─── THE INPUT
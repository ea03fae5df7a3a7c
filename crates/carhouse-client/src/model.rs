//! Wire records owned by the backend.
//!
//! These are plain structured values: no invariants are enforced locally
//! beyond optional-field fallbacks. Every render starts from a fresh read,
//! so nothing here caches or carries identity between pages.

use serde::{Deserialize, Serialize};

use carhouse_core::{CategoryIcon, OrderStatus, Role};

// ── Catalog ─────────────────────────────────────────────────────────

/// A spare-part product. `category` is the joined record when the read
/// includes it; `category_id` is the stored reference.
#[derive(Debug, Clone, Serialize, Deserialize)]
pub struct Product {
    pub id: String,
    pub name: String,

    #[serde(default, skip_serializing_if = "Option::is_none")]
    pub brand: Option<String>,

    #[serde(default, skip_serializing_if = "Option::is_none")]
    pub category_id: Option<String>,

    #[serde(default, skip_serializing_if = "Option::is_none")]
    pub category: Option<Category>,

    #[serde(default, skip_serializing_if = "Option::is_none")]
    pub car_model: Option<String>,

    pub price: f64,
    pub stock: i64,

    /// 0–5, only present in the rating variant of the catalog.
    #[serde(default, skip_serializing_if = "Option::is_none")]
    pub rating: Option<f64>,

    #[serde(default, skip_serializing_if = "Option::is_none")]
    pub description: Option<String>,

    #[serde(default, skip_serializing_if = "Vec::is_empty")]
    pub images: Vec<ProductImage>,
}

/// Secondary image record attached to a product after upload.
#[derive(Debug, Clone, Serialize, Deserialize)]
pub struct ProductImage {
    pub url: String,

    #[serde(default, skip_serializing_if = "Option::is_none")]
    pub alt: Option<String>,

    #[serde(default)]
    pub position: i64,
}

/// Fields submitted when creating or updating a product. The same body is
/// used for both; which call is issued depends only on the presence of an
/// id at the call site.
#[derive(Debug, Clone, Serialize)]
pub struct ProductInput {
    pub name: String,
    pub brand: String,
    pub category_id: Option<String>,
    pub car_model: String,
    pub price: f64,
    pub stock: i64,
    #[serde(skip_serializing_if = "Option::is_none")]
    pub rating: Option<f64>,
    pub description: String,
}

/// A product category. The icon is tagged at decode time; a missing, null
/// or empty wire value all mean "no icon" and the renderers' fallback
/// applies.
#[derive(Debug, Clone, Serialize, Deserialize)]
pub struct Category {
    pub id: String,
    pub name: String,

    #[serde(
        default,
        deserialize_with = "empty_icon_is_none",
        skip_serializing_if = "Option::is_none"
    )]
    pub icon: Option<CategoryIcon>,

    #[serde(default, skip_serializing_if = "Option::is_none")]
    pub description: Option<String>,
}

fn empty_icon_is_none<'de, D>(deserializer: D) -> Result<Option<CategoryIcon>, D::Error>
where
    D: serde::Deserializer<'de>,
{
    let raw = Option::<String>::deserialize(deserializer)?;
    Ok(raw
        .filter(|s| !s.is_empty())
        .map(|s| CategoryIcon::classify(&s)))
}

/// Fields submitted when creating or updating a category.
#[derive(Debug, Clone, Serialize)]
pub struct CategoryInput {
    pub name: String,
    pub icon: CategoryIcon,
    pub description: String,
}

// ── Orders ──────────────────────────────────────────────────────────

/// A customer order. Items are embedded, the user record is joined.
#[derive(Debug, Clone, Serialize, Deserialize)]
pub struct Order {
    pub id: String,

    #[serde(default, skip_serializing_if = "Option::is_none")]
    pub user_id: Option<String>,

    #[serde(default, skip_serializing_if = "Option::is_none")]
    pub user: Option<User>,

    #[serde(default, skip_serializing_if = "Vec::is_empty")]
    pub items: Vec<OrderItem>,

    pub total: f64,
    pub status: OrderStatus,
    pub created_at: String,
}

#[derive(Debug, Clone, Serialize, Deserialize)]
pub struct OrderItem {
    #[serde(default, skip_serializing_if = "Option::is_none")]
    pub product_id: Option<String>,

    #[serde(default, skip_serializing_if = "Option::is_none")]
    pub name: Option<String>,

    pub quantity: i64,
    pub price: f64,
}

/// Aggregate counts and revenue for the dashboard.
#[derive(Debug, Clone, Default, Serialize, Deserialize)]
pub struct Statistics {
    #[serde(default)]
    pub total_products: u64,
    #[serde(default)]
    pub total_categories: u64,
    #[serde(default)]
    pub total_orders: u64,
    #[serde(default)]
    pub total_revenue: f64,
}

// ── Users & session ─────────────────────────────────────────────────

/// A registered user.
#[derive(Debug, Clone, Serialize, Deserialize)]
pub struct User {
    pub id: String,

    #[serde(default, skip_serializing_if = "Option::is_none")]
    pub full_name: Option<String>,

    pub email: String,

    #[serde(default)]
    pub role: Role,

    #[serde(default)]
    pub blocked: bool,
}

/// Partial user update. Only present fields are sent.
#[derive(Debug, Clone, Default, Serialize)]
pub struct UserPatch {
    #[serde(skip_serializing_if = "Option::is_none")]
    pub full_name: Option<String>,

    #[serde(skip_serializing_if = "Option::is_none")]
    pub role: Option<Role>,

    #[serde(skip_serializing_if = "Option::is_none")]
    pub blocked: Option<bool>,
}

/// Registration payload for a new account.
#[derive(Debug, Clone, Serialize)]
pub struct RegisterInput {
    pub email: String,
    pub password: String,
    pub full_name: String,
    pub phone: String,
    pub role: Role,
}

/// The user behind the current session, as the backend reports it.
#[derive(Debug, Clone, Serialize, Deserialize)]
pub struct SessionUser {
    pub id: String,
    pub email: String,

    #[serde(default, skip_serializing_if = "Option::is_none")]
    pub full_name: Option<String>,

    #[serde(default)]
    pub role: Role,
}

impl SessionUser {
    /// The admin flag the gate trusts. A claim, not a capability check.
    pub fn is_admin(&self) -> bool {
        self.role.is_admin()
    }

    /// Display name for the header, falling back to the email.
    pub fn display_name(&self) -> &str {
        self.full_name.as_deref().unwrap_or(&self.email)
    }
}

/// An authenticated session: opaque token plus the resolved user.
#[derive(Debug, Clone, Deserialize)]
pub struct Session {
    pub token: String,
    pub user: SessionUser,
}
──────
* _PROBLEM TO WORK ON_: Each record must be reproduced exactly. Keep every one.

* _SOLUTION TO THIS TASK_:
repository ea03fae5df7a3a7c
filename crates/carhouse-client/src/model.rs
//! Wire records owned by the backend.
//!
//! These are plain structured values: no invariants are enforced locally
//! beyond optional-field fallbacks. Every render starts from a fresh read,
//! so nothing here caches or carries identity between pages.

use serde::{Deserialize, Serialize};

use carhouse_core::{CategoryIcon, OrderStatus, Role};

// ── Catalog ─────────────────────────────────────────────────────────

/// A spare-part product. `category` is the joined record when the read
/// includes it; `category_id` is the stored reference.
#[derive(Debug, Clone, Serialize, Deserialize)]
pub struct Product {
    pub id: String,
    pub name: String,

    #[serde(default, skip_serializing_if = "Option::is_none")]
    pub brand: Option<String>,

    #[serde(default, skip_serializing_if = "Option::is_none")]
    pub category_id: Option<String>,

    #[serde(default, skip_serializing_if = "Option::is_none")]
    pub category: Option<Category>,

    #[serde(default, skip_serializing_if = "Option::is_none")]
    pub car_model: Option<String>,

    pub price: f64,
    pub stock: i64,

    /// 0–5, only present in the rating variant of the catalog.
    #[serde(default, skip_serializing_if = "Option::is_none")]
    pub rating: Option<f64>,

    #[serde(default, skip_serializing_if = "Option::is_none")]
    pub description: Option<String>,

    #[serde(default, skip_serializing_if = "Vec::is_empty")]
    pub images: Vec<ProductImage>,
}

/// Secondary image record attached to a product after upload.
#[derive(Debug, Clone, Serialize, Deserialize)]
pub struct ProductImage {
    pub url: String,

    #[serde(default, skip_serializing_if = "Option::is_none")]
    pub alt: Option<String>,

    #[serde(default)]
    pub position: i64,
}

/// Fields submitted when creating or updating a product. The same body is
/// used for both; which call is issued depends only on the presence of an
/// id at the call site.
#[derive(Debug, Clone, Serialize)]
pub struct ProductInput {
    pub name: String,
    pub brand: String,
    pub category_id: Option<String>,
    pub car_model: String,
    pub price: f64,
    pub stock: i64,
    #[serde(skip_serializing_if = "Option::is_none")]
    pub rating: Option<f64>,
    pub description: String,
}

/// A product category. The icon is tagged at decode time; a missing, null
/// or empty wire value all mean "no icon" and the renderers' fallback
/// applies.
#[derive(Debug, Clone, Serialize, Deserialize)]
pub struct Category {
    pub id: String,
    pub name: String,

    #[serde(
        default,
        deserialize_with = "empty_icon_is_none",
        skip_serializing_if = "Option::is_none"
    )]
    pub icon: Option<CategoryIcon>,

    #[serde(default, skip_serializing_if = "Option::is_none")]
    pub description: Option<String>,
}

fn empty_icon_is_none<'de, D>(deserializer: D) -> Result<Option<CategoryIcon>, D::Error>
where
    D: serde::Deserializer<'de>,
{
    let raw = Option::<String>::deserialize(deserializer)?;
    Ok(raw
        .filter(|s| !s.is_empty())
        .map(|s| CategoryIcon::classify(&s)))
}

/// Fields submitted when creating or updating a category.
#[derive(Debug, Clone, Serialize)]
pub struct CategoryInput {
    pub name: String,
    pub icon: CategoryIcon,
    pub description: String,
}

// ── Orders ──────────────────────────────────────────────────────────

/// A customer order. Items are embedded, the user record is joined.
#[derive(Debug, Clone, Serialize, Deserialize)]
pub struct Order {
    pub id: String,

    #[serde(default, skip_serializing_if = "Option::is_none")]
    pub user_id: Option<String>,

    #[serde(default, skip_serializing_if = "Option::is_none")]
    pub user: Option<User>,

    #[serde(default, skip_serializing_if = "Vec::is_empty")]
    pub items: Vec<OrderItem>,

    pub total: f64,
    pub status: OrderStatus,
    pub created_at: String,
}

#[derive(Debug, Clone, Serialize, Deserialize)]
pub struct OrderItem {
    #[serde(default, skip_serializing_if = "Option::is_none")]
    pub product_id: Option<String>,

    #[serde(default, skip_serializing_if = "Option::is_none")]
    pub name: Option<String>,

    pub quantity: i64,
    pub price: f64,
}

/// Aggregate counts and revenue for the dashboard.
#[derive(Debug, Clone, Default, Serialize, Deserialize)]
pub struct Statistics {
    #[serde(default)]
    pub total_products: u64,
    #[serde(default)]
    pub total_categories: u64,
    #[serde(default)]
    pub total_orders: u64,
    #[serde(default)]
    pub total_revenue: f64,
}

// ── Users & session ─────────────────────────────────────────────────

/// A registered user.
#[derive(Debug, Clone, Serialize, Deserialize)]
pub struct User {
    pub id: String,

    #[serde(default, skip_serializing_if = "Option::is_none")]
    pub full_name: Option<String>,

    pub email: String,

    #[serde(default)]
    pub role: Role,

    #[serde(default)]
    pub blocked: bool,
}

/// Partial user update. Only present fields are sent.
#[derive(Debug, Clone, Default, Serialize)]
pub struct UserPatch {
    #[serde(skip_serializing_if = "Option::is_none")]
    pub full_name: Option<String>,

    #[serde(skip_serializing_if = "Option::is_none")]
    pub role: Option<Role>,

    #[serde(skip_serializing_if = "Option::is_none")]
    pub blocked: Option<bool>,
}

/// Registration payload for a new account.
#[derive(Debug, Clone, Serialize)]
pub struct RegisterInput {
    pub email: String,
    pub password: String,
    pub full_name: String,
    pub phone: String,
    pub role: Role,
}

/// The user behind the current session, as the backend reports it.
#[derive(Debug, Clone, Serialize, Deserialize)]
pub struct SessionUser {
    pub id: String,
    pub email: String,

    #[serde(default, skip_serializing_if = "Option::is_none")]
    pub full_name: Option<String>,

    #[serde(default)]
    pub role: Role,
}

impl SessionUser {
    /// The admin flag the gate trusts. A claim, not a capability check.
    pub fn is_admin(&self) -> bool {
        self.role.is_admin()
    }

    /// Display name for the header, falling back to the email.
    pub fn display_name(&self) -> &str {
        self.full_name.as_deref().unwrap_or(&self.email)
    }
}

/// An authenticated session: opaque token plus the resolved user.
#[derive(Debug, Clone, Deserialize)]
pub struct Session {
    pub token: String,
    pub user: SessionUser,
}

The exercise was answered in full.